Mes techniques
Des sculpteurs débutants me demandent souvent quelles sont mes méthodes de travail et quel but je poursuis.
 
Les méthodes, je les ai forgées moi-même après les premières bases acquises au cours du soir de Pascale Aghilon aux beaux-arts de Perpignan (où, fort heureusement, nous avons toujours eu un modèle vivant !) Qu’elle soit ici remerciée pour sa patience et sa grande compétence.
 
Pendant de longues années (j’ai commencé à soixante ans et j’en ai quatre-vingt-trois), je n’ai utilisé que la terre (c’est d’ailleurs resté un de mes matériaux de prédilection).
 
Sans m’être posé la question, j’ai commencé instinctivement par tailler dans le bloc de glaise. C’est-à-dire: enlever de la matière au lieu d’en rajouter comme on nous l’enseigne dans tous les ateliers de modelage. Je ne sais pas si c’est mieux ou plus mal; c’est ce que je fais (aux antipodes de la méthode de la boulette).
 
Même pour les grandes réalisations en plâtre ou béton cellulaire ou polystyrène extrudé, je commence toujours par une maquette en terre. C’est plus facile, après, de multiplier les dimensions jusqu’à l’obtention de la grandeur souhaitée.
 
Pour les quelques conseils que je pourrais donner personnellement, voici ce qui me parait essentiel : c’est de bien regarder son travail sous tous les angles (y compris dessous si vous sculptez une boule!).

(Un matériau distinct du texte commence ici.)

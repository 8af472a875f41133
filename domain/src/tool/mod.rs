//! Tool domain module
//!
//! This module defines how a capability is exposed to an agent framework as
//! a **tool**: a typed callable with a declared input schema, validated
//! arguments and a structured result.
//!
//! ```text
//! ┌────────────────┐    ┌──────────────┐    ┌──────────────┐
//! │ ToolDefinition │───▶│ ToolCall     │───▶│ ToolResult   │
//! │ (schema)       │    │ (invocation) │    │ (output)     │
//! └────────────────┘    └──────────────┘    └──────────────┘
//! ```
//!
//! # Key Types
//!
//! - [`ToolDefinition`]: Schema for a single tool (name, params, risk level)
//! - [`ToolCall`]: An invocation request with arguments
//! - [`ToolResult`]: Execution outcome with structured [`ToolResultMetadata`](value_objects::ToolResultMetadata)
//! - [`ToolValidator`]: Pure domain trait for parameter validation
//! - [`ToolProvider`]: The seam a host framework calls into
//!
//! # Architecture
//!
//! - **Domain** (this module): Pure definitions, no I/O
//! - **Application** (`ToolSchemaPort`): JSON Schema conversion port
//! - **Infrastructure** (`TavilySearchTool`): the provider that actually
//!   spawns the search backend

pub mod entities;
pub mod provider;
pub mod traits;
pub mod value_objects;

pub use entities::{ToolCall, ToolDefinition, ToolSpec};
pub use provider::{ProviderError, ToolProvider};
pub use traits::{DefaultToolValidator, ToolValidator};
pub use value_objects::{ToolError, ToolResult};
//! End-of-run summary with JSON persistence.
//!
//! Aggregates stage counts, per-student scores, and every anomaly collected
//! along the way, so an operator can see which questions and students need
//! manual attention.

use std::collections::BTreeMap;
use std::path::Path;

use anyhow::{Context, Result};
use chrono::{DateTime, Utc};
use serde::{Deserialize, Serialize};
use uuid::Uuid;

use crate::error::Anomaly;
use crate::model::{GradeStatus, GradedAnswer};

/// A complete run summary.
#[derive(Debug, Clone, Serialize, Deserialize)]
pub struct RunSummary {
    /// Unique run identifier.
    pub id: Uuid,
    /// When the run finished.
    pub created_at: DateTime<Utc>,
    /// Per-stage row counts.
    pub stages: StageCounts,
    /// Per-student tallies.
    pub students: Vec<StudentScore>,
    /// Anomaly counts keyed by kind.
    pub anomaly_counts: BTreeMap<String, usize>,
    /// Every anomaly, in the order it was recorded.
    pub anomalies: Vec<Anomaly>,
    /// Total wall-clock duration in milliseconds.
    pub duration_ms: u64,
}

/// How many rows each stage produced.
#[derive(Debug, Clone, Default, PartialEq, Eq, Serialize, Deserialize)]
pub struct StageCounts {
    pub bank_rows: usize,
    pub questions: usize,
    pub references: usize,
    pub matched_references: usize,
    pub graded_rows: usize,
    pub reports_written: usize,
}

/// One student's tallies over the graded table.
#[derive(Debug, Clone, PartialEq, Serialize, Deserialize)]
pub struct StudentScore {
    pub student_id: String,
    pub student_name: String,
    pub correct: usize,
    pub incorrect: usize,
    pub ungraded: usize,
}

impl StudentScore {
    /// Percentage correct over graded rows, or `None` if nothing was graded.
    pub fn percent(&self) -> Option<f64> {
        let graded = self.correct + self.incorrect;
        (graded > 0).then(|| self.correct as f64 * 100.0 / graded as f64)
    }
}

/// Tally the graded table per student, in first-seen order.
pub fn student_scores(graded: &[GradedAnswer]) -> Vec<StudentScore> {
    let mut scores: Vec<StudentScore> = Vec::new();
    let mut index: BTreeMap<&str, usize> = BTreeMap::new();

    for row in graded {
        let slot = *index.entry(row.student_id.as_str()).or_insert_with(|| {
            scores.push(StudentScore {
                student_id: row.student_id.clone(),
                student_name: row.student_name.clone(),
                correct: 0,
                incorrect: 0,
                ungraded: 0,
            });
            scores.len() - 1
        });
        let score = &mut scores[slot];
        match (row.status, row.is_correct) {
            (GradeStatus::Graded, Some(true)) => score.correct += 1,
            (GradeStatus::Graded, _) => score.incorrect += 1,
            _ => score.ungraded += 1,
        }
    }

    scores
}

impl RunSummary {
    pub fn new(
        stages: StageCounts,
        graded: &[GradedAnswer],
        anomalies: Vec<Anomaly>,
        duration_ms: u64,
    ) -> Self {
        let mut anomaly_counts = BTreeMap::new();
        for a in &anomalies {
            *anomaly_counts.entry(a.kind().to_string()).or_insert(0) += 1;
        }
        Self {
            id: Uuid::new_v4(),
            created_at: Utc::now(),
            stages,
            students: student_scores(graded),
            anomaly_counts,
            anomalies,
            duration_ms,
        }
    }

    pub fn has_anomalies(&self) -> bool {
        !self.anomalies.is_empty()
    }

    /// Save the summary as JSON to a file.
    pub fn save_json(&self, path: &Path) -> Result<()> {
        let json = serde_json::to_string_pretty(self).context("failed to serialize summary")?;
        if let Some(parent) = path.parent() {
            std::fs::create_dir_all(parent)?;
        }
        std::fs::write(path, json)
            .with_context(|| format!("failed to write summary to {}", path.display()))?;
        Ok(())
    }

    /// Load a summary from a JSON file.
    pub fn load_json(path: &Path) -> Result<Self> {
        let content = std::fs::read_to_string(path)
            .with_context(|| format!("failed to read summary from {}", path.display()))?;
        let summary: RunSummary =
            serde_json::from_str(&content).context("failed to parse summary JSON")?;
        Ok(summary)
    }

    /// Format the anomaly section as markdown.
    pub fn to_markdown(&self) -> String {
        let mut md = String::new();

        md.push_str(&format!(
            "**Summary:** {} questions, {} of {} references matched, {} graded rows, {} anomalies\n\n",
            self.stages.questions,
            self.stages.matched_references,
            self.stages.references,
            self.stages.graded_rows,
            self.anomalies.len()
        ));

        if self.anomalies.is_empty() {
            md.push_str("No anomalies recorded.\n");
            return md;
        }

        md.push_str("### Needs attention\n\n");
        md.push_str("| Kind | Detail |\n");
        md.push_str("|------|--------|\n");
        for a in &self.anomalies {
            md.push_str(&format!(
                "| {} | {} |\n",
                a.kind(),
                a.to_string().replace('|', "\\|")
            ));
        }

        md
    }
}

Sculpture bronze Adèle Vergé - Maillet retouche
Pour ce faire:

  • S’éloigner suffisamment de l’ouvrage et tourner très lentement autour
  • Monter sur un tabouret ou une échelle pour le voir de dessus
  • Fixer un miroir derrière la sculpture en cours afin de ne pas perdre de vue ses trois dimensions.

Je suis persuadée qu’il est indispensable de travailler à partir d’un modèle vivant ; c’est la clef. ! Si vous ne pouvez pas aller dans un atelier et si vous ne pouvez pas demander à votre sœur, votre mari ou votre mère de poser pour vous, photographiez-les en tournant tout autour à la «même» distance (dans une grande pièce, ou sur une plage).
 
En ce qui concerne le but, je n’en ai jamais eu de conscient. C’est après l’avoir fait (et quelquefois longtemps après) que je comprends ce que j’ai voulu faire.
 
J’ose ici suivre (de très, très loin!) mon grand maitre Giacometti qui disait:
« Je ne sais ce que je vois qu’en travaillant »
 
Je dois aussi à la vérité d’ajouter que si je n’avais pas fait une longue psychanalyse il est fort probable que je ne saurais toujours pas  de quoi je suis partie et vers quoi je tends. Mais est-ce bien nécessaire ?
 
Je répondrai que pour moi, oui, c’est primordial, mais après tout, je constate que beaucoup de personnes qui apprécient mes sculptures ne s’intéressent pas toujours à la question de savoir d’où ces sculptures viennent  et où elles vont.  Pour moi, si  elles se contentent de les regarder et de les toucher, c’est déjà beaucoup!